Por quem os tambores chamam
Escravos Ngolas,
Benguelas, Congos e Nganguelas chegaram ao Uruguai a partir do século XVII. Com
outros africanos cativos, criaram um ritmo que ainda hoje agita as ruas da
capital Montevideu. Deram-lhe um nome kimbundo: candombe. História desconhecida
dos povos de Angola no outro lado do grande oceano.
Ta-ta-ta, tata! Ta-ta-ta, tata..." O som seco de um batuque ecoa nas ruas de fim de tarde do Barrio Sur de Montevideu. Um homem sentado à soleira da porta de um casarão velho deste antigo bairro de escravos africanos, marca o ritmo com uma baqueta, no costado de madeira do seu tambor solitário. "Ta-ta-ta, tata..."
É o candombe, senhores!", anuncia Lalo Baraibar à
Austral, numa entrevista telefónica a partir de Montevideu. Apaixonado por esta
tradição de raiz africana, conta: "candombe é isso mesmo: quando uma,
duas, três pessoas começam a tocar os tambores e começam a chegar mais tamborileros das ruas vizinhas. Juntam-se de forma espontânea, no que
conhecemos como llamadas". Desta
forma, cumprem-se mais de 200 anos de tradição, que começou bem lá atrás, no
tempo dos escravos.
A partir de 1760, ano em que os escravos passaram a gozar de
uma inédita folga aos domingos, os baldios de areia junto à muralha de
Montevideu transformaram-se em terra ritual. Ao sair da casa dos seus
"amos", os africanos convocavam-se uns aos outros ao som de batuques,
que ecoavam pelas ruas da cidade. Descreve o cronista da época Isidoro de
María, citado pelo Portal Candombe, que "cabindas, benguelas [...] reuniam-se para os seus
cantos e bailes, entoando os seus cadenciados yé yé, yé, Calunga yé, eeé
llumbá".
© Andrés Cuenca/ acuenca.com |
Ta-ta-ta, tata! Ta-ta-ta, tata..." O som seco de um batuque ecoa nas ruas de fim de tarde do Barrio Sur de Montevideu. Um homem sentado à soleira da porta de um casarão velho deste antigo bairro de escravos africanos, marca o ritmo com uma baqueta, no costado de madeira do seu tambor solitário. "Ta-ta-ta, tata..."

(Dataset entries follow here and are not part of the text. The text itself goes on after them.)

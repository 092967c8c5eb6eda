// SPDX-FileCopyrightText: Copyright (c) 2024-2026 NVIDIA CORPORATION & AFFILIATES. All rights reserved.
// SPDX-License-Identifier: Apache-2.0

//! Fill pattern reduction.
//!
//! Device runtimes have native fills for 8, 16 and 32-bit values. A longer
//! pattern that merely repeats one of those units is reduced to it; anything
//! else is written with the generic row-replicate-then-double path.

use crate::{DmaError, Result};

/// Largest fill pattern accepted by a descriptor.
pub const MAX_FILL_PATTERN_BYTES: usize = 4096;

/// A value that a native fill primitive can replicate.
#[derive(Debug, Clone, Copy, PartialEq, Eq)]
pub enum FillValue {
    U8(u8),
    U16(u16),
    U32(u32),
}

impl FillValue {
    /// Width of one element in bytes.
    pub fn width(&self) -> usize {
        match self {
            FillValue::U8(_) => 1,
            FillValue::U16(_) => 2,
            FillValue::U32(_) => 4,
        }
    }

    /// The value as it appears in memory.
    pub fn to_bytes(&self) -> Vec<u8> {
        match self {
            FillValue::U8(v) => vec![*v],
            FillValue::U16(v) => v.to_ne_bytes().to_vec(),
            FillValue::U32(v) => v.to_ne_bytes().to_vec(),
        }
    }

    fn from_unit(unit: &[u8]) -> Option<Self> {
        match *unit {
            [b] => Some(FillValue::U8(b)),
            [a, b] => Some(FillValue::U16(u16::from_ne_bytes([a, b]))),
            [a, b, c, d] => Some(FillValue::U32(u32::from_ne_bytes([a, b, c, d]))),
            _ => None,
        }
    }
}

/// Outcome of reducing a fill pattern.
#[derive(Debug, Clone, PartialEq, Eq)]
pub enum FillReduction {
    /// The pattern is `fill_size / width` repetitions of a native value.
    Native(FillValue),
    /// No native unit; the pattern is replicated byte column by byte column.
    Generic(Vec<u8>),
}

impl FillReduction {
    /// Reduce `pattern` to its smallest native repeating unit, if any.
    ///
    /// A single byte is always native. Otherwise the smallest proper period
    /// `p` in {1, 2, 4} (`p < len`, `len % p == 0`, every byte equal to the one
    /// `p` before it) selects the native value; without one the pattern takes
    /// the generic path.
    pub fn reduce(pattern: &[u8]) -> Result<Self> {
        if pattern.is_empty() {
            return Err(DmaError::InvalidFillSize("fill pattern is empty".into()));
        }
        if pattern.len() > MAX_FILL_PATTERN_BYTES {
            return Err(DmaError::InvalidFillSize(format!(
                "fill pattern of {} bytes exceeds the {MAX_FILL_PATTERN_BYTES} byte limit",
                pattern.len()
            )));
        }

        if pattern.len() == 1 {
            return Ok(FillReduction::Native(FillValue::U8(pattern[0])));
        }

        for period in [1usize, 2, 4] {
            if period >= pattern.len() || pattern.len() % period != 0 {
                continue;
            }
            if pattern[period..] == pattern[..pattern.len() - period]
                && let Some(value) = FillValue::from_unit(&pattern[..period])
            {
                return Ok(FillReduction::Native(value));
            }
        }

        Ok(FillReduction::Generic(pattern.to_vec()))
    }

    /// Bytes per fill element as seen by the address lists: the native width
    /// or the whole generic pattern.
    pub fn element_size(&self) -> usize {
        match self {
            FillReduction::Native(v) => v.width(),
            FillReduction::Generic(p) => p.len(),
        }
    }

    pub fn is_native(&self) -> bool {
        matches!(self, FillReduction::Native(_))
    }
}
// SPDX-FileCopyrightText: Copyright (c) 2024-2026 NVIDIA CORPORATION & AFFILIATES. All rights reserved.
// SPDX-License-Identifier: Apache-2.0

//! Memory classification and stream selection.

use std::fmt;

use dynamo_memory::StorageKind;
use serde::{Deserialize, Serialize};

use crate::{DmaError, Result};

/// Where a port's memory lives, seen from the device that drives a channel.
#[derive(Debug, Clone, Copy, PartialEq, Eq, Hash, Serialize, Deserialize)]
pub enum MemoryClass {
    /// Host memory reachable over the bus.
    Host,
    /// Frame-buffer (or scratch) memory of the driving device.
    DeviceLocal(u32),
    /// Frame-buffer memory of another device.
    DevicePeer(u32),
}

impl MemoryClass {
    /// Classify `kind` relative to `local_device`.
    ///
    /// Scratch memory is treated exactly like frame-buffer memory.
    pub fn classify(kind: StorageKind, local_device: u32) -> Self {
        match kind.device_id() {
            None => MemoryClass::Host,
            Some(id) if id == local_device => MemoryClass::DeviceLocal(id),
            Some(id) => MemoryClass::DevicePeer(id),
        }
    }

    pub fn device(&self) -> Option<u32> {
        match self {
            MemoryClass::Host => None,
            MemoryClass::DeviceLocal(id) | MemoryClass::DevicePeer(id) => Some(*id),
        }
    }
}

impl fmt::Display for MemoryClass {
    fn fmt(&self, f: &mut fmt::Formatter<'_>) -> fmt::Result {
        match self {
            MemoryClass::Host => write!(f, "host"),
            MemoryClass::DeviceLocal(id) => write!(f, "device-local({id})"),
            MemoryClass::DevicePeer(id) => write!(f, "device-peer({id})"),
        }
    }
}

/// Identifies one of a device's streams.
#[derive(Debug, Clone, Copy, PartialEq, Eq, Hash)]
pub enum StreamKind {
    HostToDevice { device: u32 },
    DeviceToHost { device: u32 },
    /// Round-robin over the device's device-to-device streams.
    DeviceToDevice { device: u32 },
    PeerToPeer { src: u32, dst: u32 },
}

impl StreamKind {
    /// Device whose runtime owns the stream.
    pub fn device(&self) -> u32 {
        match *self {
            StreamKind::HostToDevice { device }
            | StreamKind::DeviceToHost { device }
            | StreamKind::DeviceToDevice { device } => device,
            StreamKind::PeerToPeer { src, .. } => src,
        }
    }
}

impl fmt::Display for StreamKind {
    fn fmt(&self, f: &mut fmt::Formatter<'_>) -> fmt::Result {
        match self {
            StreamKind::HostToDevice { device } => write!(f, "h2d[{device}]"),
            StreamKind::DeviceToHost { device } => write!(f, "d2h[{device}]"),
            StreamKind::DeviceToDevice { device } => write!(f, "d2d[{device}]"),
            StreamKind::PeerToPeer { src, dst } => write!(f, "p2p[{src}->{dst}]"),
        }
    }
}

/// Pick the stream for a copy from `src` to `dst`.
///
/// Same device goes to a device-to-device stream, different devices to the
/// source device's peer stream for the destination, and host transfers to the
/// fixed directional stream of the device involved.
pub fn select_stream(src: MemoryClass, dst: MemoryClass) -> Result<StreamKind> {
    use MemoryClass::*;

    match (src, dst) {
        (Host, Host) => Err(DmaError::NoDeviceEndpoint { src, dst }),
        (Host, DeviceLocal(device) | DevicePeer(device)) => {
            Ok(StreamKind::HostToDevice { device })
        }
        (DeviceLocal(device) | DevicePeer(device), Host) => {
            Ok(StreamKind::DeviceToHost { device })
        }
        (DeviceLocal(s) | DevicePeer(s), DeviceLocal(d) | DevicePeer(d)) if s == d => {
            Ok(StreamKind::DeviceToDevice { device: s })
        }
        (DeviceLocal(s) | DevicePeer(s), DeviceLocal(d) | DevicePeer(d)) => {
            Ok(StreamKind::PeerToPeer { src: s, dst: d })
        }
    }
}
// SPDX-FileCopyrightText: Copyright (c) 2024-2026 NVIDIA CORPORATION & AFFILIATES. All rights reserved.
// SPDX-License-Identifier: Apache-2.0

//! Host-side actions on locally mapped storage.

use super::{Buffer, MemoryDescription, StorageError};

/// Extension trait for storage types whose bytes are readable from the host.
pub trait Slice: MemoryDescription + 'static {
    /// Returns an immutable byte slice view of the entire storage region
    ///
    /// # Safety
    /// The caller must ensure:
    /// - The memory region remains valid for the lifetime of the returned slice
    /// - No concurrent mutable access (including in-flight DMA) occurs while the
    ///   slice is in use
    unsafe fn as_slice(&self) -> Result<&[u8], StorageError>;

    /// Returns an immutable byte slice view of a subregion
    fn slice(&self, offset: usize, len: usize) -> Result<&[u8], StorageError> {
        // SAFETY: Caller guarantees memory validity per trait's safety contract
        let slice = unsafe { self.as_slice()? };

        slice
            .get(offset..offset.saturating_add(len))
            .ok_or_else(|| StorageError::Unsupported("slice out of bounds".into()))
    }
}

/// Read the bytes of a type-erased host-mapped buffer.
///
/// Only storage that implements [`Slice`] is readable; anything else (device
/// frame-buffer memory in particular) is rejected.
///
/// # Safety
/// Same contract as [`Slice::as_slice`].
pub unsafe fn host_bytes(buffer: &Buffer) -> Result<&[u8], StorageError> {
    if let Some(system) = buffer.as_any().downcast_ref::<super::SystemStorage>() {
        return unsafe { system.as_slice() };
    }

    #[cfg(feature = "cuda")]
    if let Some(pinned) = buffer.as_any().downcast_ref::<super::PinnedStorage>() {
        return unsafe { pinned.as_slice() };
    }

    Err(StorageError::Unsupported(format!(
        "{} memory is not readable from the host",
        buffer.storage_kind()
    )))
}
// SPDX-FileCopyrightText: Copyright (c) 2024-2026 NVIDIA CORPORATION & AFFILIATES. All rights reserved.
// SPDX-License-Identifier: Apache-2.0

mod common;

use dynamo_dma::channel::ChannelKind;
use dynamo_dma::decompose::plan_copy;
use dynamo_dma::device::HostBackend;
use dynamo_dma::stream::RateLimiter;
use dynamo_dma::{
    AddressEntry, AddressList, AddressListCursor, DescriptorRequest, MemoryClass, PortSpec,
    TimeLimit,
};
use dynamo_memory::StorageKind;
use proptest::prelude::*;

/// A 3D box with padding between lines and planes.
#[derive(Debug, Clone, Copy)]
struct BoxShape {
    bytes: usize,
    lines: usize,
    planes: usize,
    line_pad: usize,
    plane_pad: usize,
}

impl BoxShape {
    fn line_stride(&self) -> usize {
        self.bytes + self.line_pad
    }

    fn plane_stride(&self) -> usize {
        self.lines * self.line_stride() + self.plane_pad
    }

    fn total(&self) -> usize {
        self.bytes * self.lines * self.planes
    }

    fn entry(&self) -> AddressEntry {
        self.entry_at(0)
    }

    fn entry_at(&self, base: usize) -> AddressEntry {
        AddressEntry::strided_3d(
            base,
            self.bytes,
            self.lines,
            self.line_stride(),
            self.planes,
            self.plane_stride(),
        )
        .unwrap()
    }

    /// Offset of the `n`-th byte of the box in address order.
    fn offset_of(&self, n: usize) -> usize {
        let plane = n / (self.bytes * self.lines);
        let line = (n / self.bytes) % self.lines;
        plane * self.plane_stride() + line * self.line_stride() + n % self.bytes
    }

    fn span(&self) -> usize {
        self.entry().end()
    }
}

/// Place `shapes` one after another, `gap` bytes apart.
fn lay_out(shapes: &[BoxShape], gap: usize) -> Vec<AddressEntry> {
    let mut base = 0;
    shapes
        .iter()
        .map(|shape| {
            let entry = shape.entry_at(base);
            base = entry.end() + gap;
            entry
        })
        .collect()
}

/// Cover `total` bytes with a padded box of `bytes`-wide lines and
/// `lines`-line planes, then a 2D and a linear tail for what is left.
fn reshape(total: usize, template: BoxShape) -> Vec<BoxShape> {
    let mut shapes = Vec::new();
    let mut left = total;
    let plane = template.bytes * template.lines;
    if left >= plane {
        shapes.push(BoxShape {
            planes: left / plane,
            ..template
        });
        left %= plane;
    }
    if left >= template.bytes {
        shapes.push(BoxShape {
            lines: left / template.bytes,
            planes: 1,
            ..template
        });
        left %= template.bytes;
    }
    if left > 0 {
        shapes.push(BoxShape {
            bytes: left,
            lines: 1,
            planes: 1,
            line_pad: 0,
            plane_pad: 0,
        });
    }
    shapes
}

/// Offset of every byte of `entries`, in address order.
fn byte_offsets(entries: &[AddressEntry]) -> Vec<usize> {
    let mut offsets = Vec::new();
    for entry in entries {
        for n in 0..entry.bytes() {
            let mut rest = n / entry.extent(0);
            let mut at = entry.base() + n % entry.extent(0);
            for d in 1..entry.dims() {
                at += (rest % entry.extent(d)) * entry.stride(d);
                rest /= entry.extent(d);
            }
            offsets.push(at);
        }
    }
    offsets
}

/// Two independent multi-entry lists describing the same number of bytes.
fn list_pair() -> impl Strategy<Value = (Vec<AddressEntry>, Vec<AddressEntry>)> {
    (
        prop::collection::vec(box_shape(), 1..4),
        box_shape(),
        0usize..13,
        0usize..13,
    )
        .prop_map(|(src_shapes, template, src_gap, dst_gap)| {
            let total = src_shapes.iter().map(BoxShape::total).sum();
            (
                lay_out(&src_shapes, src_gap),
                lay_out(&reshape(total, template), dst_gap),
            )
        })
}

fn box_shape() -> impl Strategy<Value = BoxShape> {
    (1usize..24, 1usize..6, 1usize..5, 0usize..9, 0usize..17).prop_map(
        |(bytes, lines, planes, line_pad, plane_pad)| BoxShape {
            bytes,
            lines,
            planes,
            line_pad,
            plane_pad,
        },
    )
}

proptest! {
    #[test]
    fn plans_account_for_every_byte(
        shape in box_shape(),
        budgets in prop::collection::vec(1usize..96, 1..8),
        max_dim in 1usize..4,
        box_is_source in any::<bool>(),
    ) {
        let boxed = AddressListCursor::new(AddressList::from_entries([shape.entry()]));
        let linear = AddressListCursor::new(AddressList::from_entries([
            AddressEntry::linear(0, shape.total()).unwrap(),
        ]));
        let (mut src, mut dst) = if box_is_source { (boxed, linear) } else { (linear, boxed) };

        let mut consumed = 0;
        let mut step = 0;
        while let Some(plan) = plan_copy(&src, &dst, budgets[step % budgets.len()], max_dim) {
            let budget = budgets[step % budgets.len()];
            prop_assert!(plan.bytes() > 0);
            prop_assert!(plan.bytes() <= budget);
            prop_assert!(plan.dims <= 3);
            if max_dim == 1 {
                prop_assert_eq!(plan.dims, 1);
            }

            let (src_before, dst_before) = (src.bytes_pending(), dst.bytes_pending());
            plan.commit(&mut src, &mut dst, plan.planes);
            prop_assert_eq!(src_before - src.bytes_pending(), plan.bytes());
            prop_assert_eq!(dst_before - dst.bytes_pending(), plan.bytes());

            consumed += plan.bytes();
            step += 1;
        }

        prop_assert_eq!(consumed, shape.total());
        prop_assert_eq!(src.bytes_pending(), 0);
        prop_assert_eq!(dst.bytes_pending(), 0);
    }

    #[test]
    fn plans_follow_both_lists_in_address_order(
        (src_entries, dst_entries) in list_pair(),
        budgets in prop::collection::vec(1usize..96, 1..8),
        max_dim in 1usize..4,
    ) {
        let src_offsets = byte_offsets(&src_entries);
        let dst_offsets = byte_offsets(&dst_entries);
        prop_assert_eq!(src_offsets.len(), dst_offsets.len());

        let mut src = AddressListCursor::new(AddressList::from_entries(src_entries));
        let mut dst = AddressListCursor::new(AddressList::from_entries(dst_entries));

        let mut consumed = 0;
        let mut step = 0;
        while let Some(plan) = plan_copy(&src, &dst, budgets[step % budgets.len()], max_dim) {
            prop_assert!(plan.bytes() > 0);
            prop_assert!(plan.bytes() <= budgets[step % budgets.len()]);
            prop_assert_eq!(plan.src.offset, src_offsets[consumed]);
            prop_assert_eq!(plan.dst.offset, dst_offsets[consumed]);

            let (src_before, dst_before) = (src.bytes_pending(), dst.bytes_pending());
            plan.commit(&mut src, &mut dst, plan.planes);
            prop_assert_eq!(src_before - src.bytes_pending(), plan.bytes());
            prop_assert_eq!(dst_before - dst.bytes_pending(), plan.bytes());

            consumed += plan.bytes();
            step += 1;
        }

        prop_assert_eq!(consumed, src_offsets.len());
        prop_assert_eq!(src.bytes_pending(), 0);
        prop_assert_eq!(dst.bytes_pending(), 0);
    }

    #[test]
    fn copies_between_multi_entry_lists_keep_byte_order(
        (src_entries, dst_entries) in list_pair(),
        host_copy_max in 1usize..128,
        max_dim in 1usize..4,
    ) {
        let backend = HostBackend::new(1);
        let streams = common::streams(&backend, RateLimiter::unlimited(), 1);
        let channel = common::channel(
            ChannelKind::ToDevice,
            vec![MemoryClass::Host],
            vec![MemoryClass::DeviceLocal(0)],
            max_dim,
            common::settings(host_copy_max),
            streams.clone(),
        );

        let src_offsets = byte_offsets(&src_entries);
        let dst_offsets = byte_offsets(&dst_entries);
        let src_span = src_entries.iter().map(AddressEntry::end).max().unwrap();
        let dst_span = dst_entries.iter().map(AddressEntry::end).max().unwrap();
        let src = common::buffer(src_span, StorageKind::Pinned);
        let dst = common::buffer(dst_span, StorageKind::Device(0));
        common::fill_sequence(&src);

        let xd = channel
            .create_descriptor(DescriptorRequest::copy(
                PortSpec::new(src.clone(), AddressList::from_entries(src_entries)),
                PortSpec::new(dst.clone(), AddressList::from_entries(dst_entries)),
            ))
            .unwrap();
        prop_assert!(channel.progress(&TimeLimit::unlimited()).unwrap());
        prop_assert!(xd.is_iteration_completed());
        prop_assert!(backend.max_op_dims() <= max_dim);
        prop_assert!(backend.ops().iter().all(|op| op.bytes() <= host_copy_max));

        streams.reap_completions().unwrap();
        prop_assert!(xd.is_done());
        prop_assert_eq!(xd.bytes_written(0), dst_offsets.len() as u64);

        let src_bytes = common::read_bytes(&src);
        let dst_bytes = common::read_bytes(&dst);
        for (n, (s, d)) in src_offsets.iter().zip(&dst_offsets).enumerate() {
            prop_assert_eq!(dst_bytes[*d], src_bytes[*s], "byte {}", n);
        }
    }

    #[test]
    fn gather_copies_land_in_address_order(
        shape in box_shape(),
        host_copy_max in 1usize..128,
        max_dim in 1usize..4,
    ) {
        let backend = HostBackend::new(1);
        let streams = common::streams(&backend, RateLimiter::unlimited(), 1);
        let channel = common::channel(
            ChannelKind::ToDevice,
            vec![MemoryClass::Host],
            vec![MemoryClass::DeviceLocal(0)],
            max_dim,
            common::settings(host_copy_max),
            streams.clone(),
        );

        let src = common::buffer(shape.span(), StorageKind::Pinned);
        let dst = common::buffer(shape.total(), StorageKind::Device(0));
        common::fill_sequence(&src);

        let xd = channel
            .create_descriptor(DescriptorRequest::copy(
                PortSpec::new(src.clone(), AddressList::from_entries([shape.entry()])),
                PortSpec::whole(dst.clone()).unwrap(),
            ))
            .unwrap();
        prop_assert!(channel.progress(&TimeLimit::unlimited()).unwrap());
        prop_assert!(xd.is_iteration_completed());
        prop_assert!(backend.max_op_dims() <= max_dim);
        prop_assert!(backend.ops().iter().all(|op| op.bytes() <= host_copy_max));

        streams.reap_completions().unwrap();
        prop_assert!(xd.is_done());
        prop_assert_eq!(xd.bytes_read(0), shape.total() as u64);

        let src_bytes = common::read_bytes(&src);
        let dst_bytes = common::read_bytes(&dst);
        for (n, byte) in dst_bytes.iter().enumerate() {
            prop_assert_eq!(*byte, src_bytes[shape.offset_of(n)], "byte {}", n);
        }
    }
}
// SPDX-FileCopyrightText: Copyright (c) 2024-2026 NVIDIA CORPORATION & AFFILIATES. All rights reserved.
// SPDX-License-Identifier: Apache-2.0

//! Engine-side streams.
//!
//! A [`Stream`] wraps a device stream with the state the engine keeps for it:
//! a [`RateLimiter`] and a FIFO of pending completion records. Records fire in
//! exactly the order they were added.

mod rate;
mod table;

pub use rate::RateLimiter;
pub use table::{DeviceStreams, StreamTable};

use std::collections::VecDeque;
use std::fmt;
use std::time::{Duration, Instant};

use parking_lot::Mutex;
use tracing::{debug, warn};

use crate::Result;
use crate::completion::Notification;
use crate::device::{CompletionChecker, CopyOp, DeviceStream, FillOp};
use crate::route::StreamKind;

const SLOW_WARN_INTERVAL: Duration = Duration::from_secs(30);

struct PendingCompletion {
    fence: Box<dyn CompletionChecker>,
    notification: Box<dyn Notification>,
    arrived_at: Instant,
    last_warned_at: Option<Instant>,
}

/// An ordered device stream with throttling and completion tracking.
pub struct Stream {
    kind: StreamKind,
    device: Box<dyn DeviceStream>,
    limiter: Mutex<RateLimiter>,
    pending: Mutex<VecDeque<PendingCompletion>>,
    // held across a whole reap so concurrent reapers fire in queue order
    reaping: Mutex<()>,
    slow_warn_after: Duration,
}

impl fmt::Debug for Stream {
    fn fmt(&self, f: &mut fmt::Formatter<'_>) -> fmt::Result {
        f.debug_struct("Stream")
            .field("kind", &self.kind)
            .field("pending", &self.pending.lock().len())
            .finish()
    }
}

impl Stream {
    pub fn new(
        kind: StreamKind,
        device: Box<dyn DeviceStream>,
        limiter: RateLimiter,
        slow_warn_after: Duration,
    ) -> Self {
        Self {
            kind,
            device,
            limiter: Mutex::new(limiter),
            pending: Mutex::new(VecDeque::new()),
            reaping: Mutex::new(()),
            slow_warn_after,
        }
    }

    pub fn kind(&self) -> StreamKind {
        self.kind
    }

    /// Largest single operation that fits the rate limiter's per-window budget.
    pub fn max_op_bytes(&self) -> usize {
        self.limiter
            .lock()
            .budget()
            .map_or(usize::MAX, |budget| {
                usize::try_from(budget).unwrap_or(usize::MAX).max(1)
            })
    }

    /// Ask the rate limiter whether `bytes` more may be submitted now.
    pub fn ok_to_submit(&self, bytes: usize) -> bool {
        let admitted = self.limiter.lock().admit(bytes);
        if !admitted {
            debug!(stream = %self.kind, bytes, "rate limit reached");
        }
        admitted
    }

    pub fn submit_copy(&self, op: &CopyOp) -> Result<()> {
        self.device.submit_copy(op)?;
        debug!(
            stream = %self.kind,
            dst = format_args!("{:#x}", op.dst),
            src = format_args!("{:#x}", op.src),
            dims = op.shape.dims(),
            bytes = op.shape.bytes(),
            "copy submitted"
        );
        Ok(())
    }

    pub fn submit_fill(&self, op: &FillOp) -> Result<()> {
        self.device.submit_fill(op)?;
        debug!(
            stream = %self.kind,
            dst = format_args!("{:#x}", op.dst),
            dims = op.shape.dims(),
            bytes = op.bytes(),
            "fill submitted"
        );
        Ok(())
    }

    /// Queue `notification` behind everything submitted so far.
    pub fn add_notification(&self, notification: Box<dyn Notification>) -> Result<()> {
        // record the fence under the queue lock so queue order is fence order
        let mut pending = self.pending.lock();
        let fence = self.device.record_fence()?;
        pending.push_back(PendingCompletion {
            fence,
            notification,
            arrived_at: Instant::now(),
            last_warned_at: None,
        });
        debug!(stream = %self.kind, pending = pending.len(), "fence recorded");
        Ok(())
    }

    /// Fire every record whose fence has completed, oldest first, stopping at
    /// the first one still in flight. Returns how many fired.
    ///
    /// Records fire after the queue lock is released, so a notification may
    /// add new records to this stream.
    pub fn reap_completions(&self) -> Result<usize> {
        let _reaping = self.reaping.lock();

        let mut error = None;
        let ready: Vec<PendingCompletion> = {
            let mut pending = self.pending.lock();
            let mut ready = Vec::new();
            while let Some(front) = pending.front() {
                match front.fence.is_complete() {
                    Ok(true) => ready.extend(pending.pop_front()),
                    Ok(false) => break,
                    Err(e) => {
                        error = Some(e);
                        break;
                    }
                }
            }

            if let Some(front) = pending.front_mut() {
                front.last_warned_at = check_and_warn_slow_completion(
                    self.kind,
                    self.slow_warn_after,
                    front.arrived_at,
                    front.last_warned_at,
                );
            }
            ready
        };

        let fired = ready.len();
        for done in ready {
            done.notification.request_completed();
        }

        match error {
            Some(e) => Err(e),
            None => Ok(fired),
        }
    }

    /// Number of records waiting to fire.
    pub fn pending_completions(&self) -> usize {
        self.pending.lock().len()
    }
}

/// Returns the new last-warned time if a warning was issued.
fn check_and_warn_slow_completion(
    kind: StreamKind,
    threshold: Duration,
    arrived_at: Instant,
    last_warned_at: Option<Instant>,
) -> Option<Instant> {
    let elapsed = arrived_at.elapsed();
    if elapsed > threshold {
        let should_warn = last_warned_at
            .map(|last| last.elapsed() > SLOW_WARN_INTERVAL)
            .unwrap_or(true);

        if should_warn {
            warn!(
                stream = %kind,
                elapsed_secs = elapsed.as_secs(),
                "completion has been pending longer than expected"
            );
            return Some(Instant::now());
        }
    }
    last_warned_at
}

#[cfg(test)]
mod tests {
    use super::*;
    use crate::device::{DeviceBackend, HostBackend};
    use std::sync::Arc;

    fn stream(backend: &HostBackend) -> Stream {
        let kind = StreamKind::DeviceToDevice { device: 0 };
        Stream::new(
            kind,
            backend.create_stream(kind).unwrap(),
            RateLimiter::unlimited(),
            Duration::from_secs(60),
        )
    }

    #[test]
    fn test_records_fire_in_order() {
        let backend = HostBackend::new(1);
        backend.hold_fences(true);
        let stream = stream(&backend);

        let order = Arc::new(Mutex::new(Vec::new()));
        for id in 1..=3 {
            let order = order.clone();
            stream
                .add_notification(Box::new(move || order.lock().push(id)))
                .unwrap();
        }

        assert_eq!(stream.reap_completions().unwrap(), 0);
        assert_eq!(stream.pending_completions(), 3);

        backend.release_fences_up_to(2);
        assert_eq!(stream.reap_completions().unwrap(), 2);
        assert_eq!(*order.lock(), vec![1, 2]);

        backend.release_fences();
        assert_eq!(stream.reap_completions().unwrap(), 1);
        assert_eq!(*order.lock(), vec![1, 2, 3]);
        assert_eq!(stream.pending_completions(), 0);
    }

    #[test]
    fn test_notification_may_queue_another_record() {
        let backend = HostBackend::new(1);
        let stream = Arc::new(stream(&backend));
        let order = Arc::new(Mutex::new(Vec::new()));

        let chained = {
            let stream = stream.clone();
            let order = order.clone();
            move || {
                order.lock().push(1);
                let order = order.clone();
                stream
                    .add_notification(Box::new(move || order.lock().push(2)))
                    .unwrap();
            }
        };
        stream.add_notification(Box::new(chained)).unwrap();

        assert_eq!(stream.reap_completions().unwrap(), 1);
        assert_eq!(*order.lock(), vec![1]);
        assert_eq!(stream.pending_completions(), 1);

        assert_eq!(stream.reap_completions().unwrap(), 1);
        assert_eq!(*order.lock(), vec![1, 2]);
        assert_eq!(stream.pending_completions(), 0);
    }

    #[test]
    fn test_rate_limited_stream() {
        let backend = HostBackend::new(1);
        let kind = StreamKind::HostToDevice { device: 0 };
        let stream = Stream::new(
            kind,
            backend.create_stream(kind).unwrap(),
            RateLimiter::with_budget(100, Duration::from_secs(3600)),
            Duration::from_secs(60),
        );
        assert!(stream.ok_to_submit(60));
        assert!(!stream.ok_to_submit(60));
        assert!(stream.ok_to_submit(40));
    }

    #[test]
    fn test_budget_caps_operation_size() {
        let backend = HostBackend::new(1);
        let kind = StreamKind::DeviceToDevice { device: 0 };
        let limited = Stream::new(
            kind,
            backend.create_stream(kind).unwrap(),
            RateLimiter::with_budget(1024, Duration::from_secs(3600)),
            Duration::from_secs(60),
        );
        assert_eq!(limited.max_op_bytes(), 1024);
        assert_eq!(stream(&backend).max_op_bytes(), usize::MAX);
    }

    #[test]
    fn test_slow_warning_throttled() {
        let kind = StreamKind::DeviceToHost { device: 0 };
        let arrived = Instant::now();
        std::thread::sleep(Duration::from_millis(2));

        let warned = check_and_warn_slow_completion(kind, Duration::from_millis(1), arrived, None);
        assert!(warned.is_some());

        // warned just now, so no new warning
        let again = check_and_warn_slow_completion(kind, Duration::from_millis(1), arrived, warned);
        assert_eq!(again, warned);

        let fresh = check_and_warn_slow_completion(kind, Duration::from_secs(60), arrived, None);
        assert!(fresh.is_none());
    }
}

A rua está deserta mas o silêncio está por acabar. A resposta logo vem, de longe: "
Ta-ta-ta, tata!!". De outro norte do bairro, grita mais um batuque. E
outro. E mais outro ainda: "Ta-ta-ta, tata!!".
Tambores em crescendo.
Os vizinhos debruçam-se sobre janelas e varandas. Todos sabem: começou a llamada (chamada). E, mais tarde ou mais
cedo, o velho solitário sentado à porta da sua casa estará rodeado de tamborileros (percussionistas) vindos de
todos os lados. Convocados pelo batuque que ecoou no silêncio do Barrio Sur,
reúnem-se em batidas diferentes que se entrelaçam num ritmo único.
© Andrés Cuenca/ acuenca.com |
Batucada de areia
Montevideu transformou-se num porto negreiro a partir da segunda metade do século XVIII. À
capital da então chamada "Banda Oriental" chegaram, entre 1752 e 1843,
de 50 a 60 mil africanos, conta o académico Oscar Montaño ao portal
"Multicuralismo en Uruguay".
Congos, Ngolas, Benguelas, também Nganguelas, Quissamas,
Cabindas, entre outros, enchiam o porto
na boca do Rio del Plata. A maior parte esperava novo embarque para Buenos
Aires, Peru ou Bolívia. Os que ficaram por Montevideu foram poucos, mas suficientes
para transfigurar a cidade. Em 1790, conta o historiador Poncio Torrado em "La
Esclavitud en Uruguay", somavam já cerca de cinco mil, mais de metade da
população da cidade colonial.
© Candombe TV/Maxi López (www.candombe.tv) |
Com
o passar do tempo, os diferentes toques de batuque dos africanos em Montevideu
acabariam por fundir-se num toque colectivo ao qual se chamou "candombe".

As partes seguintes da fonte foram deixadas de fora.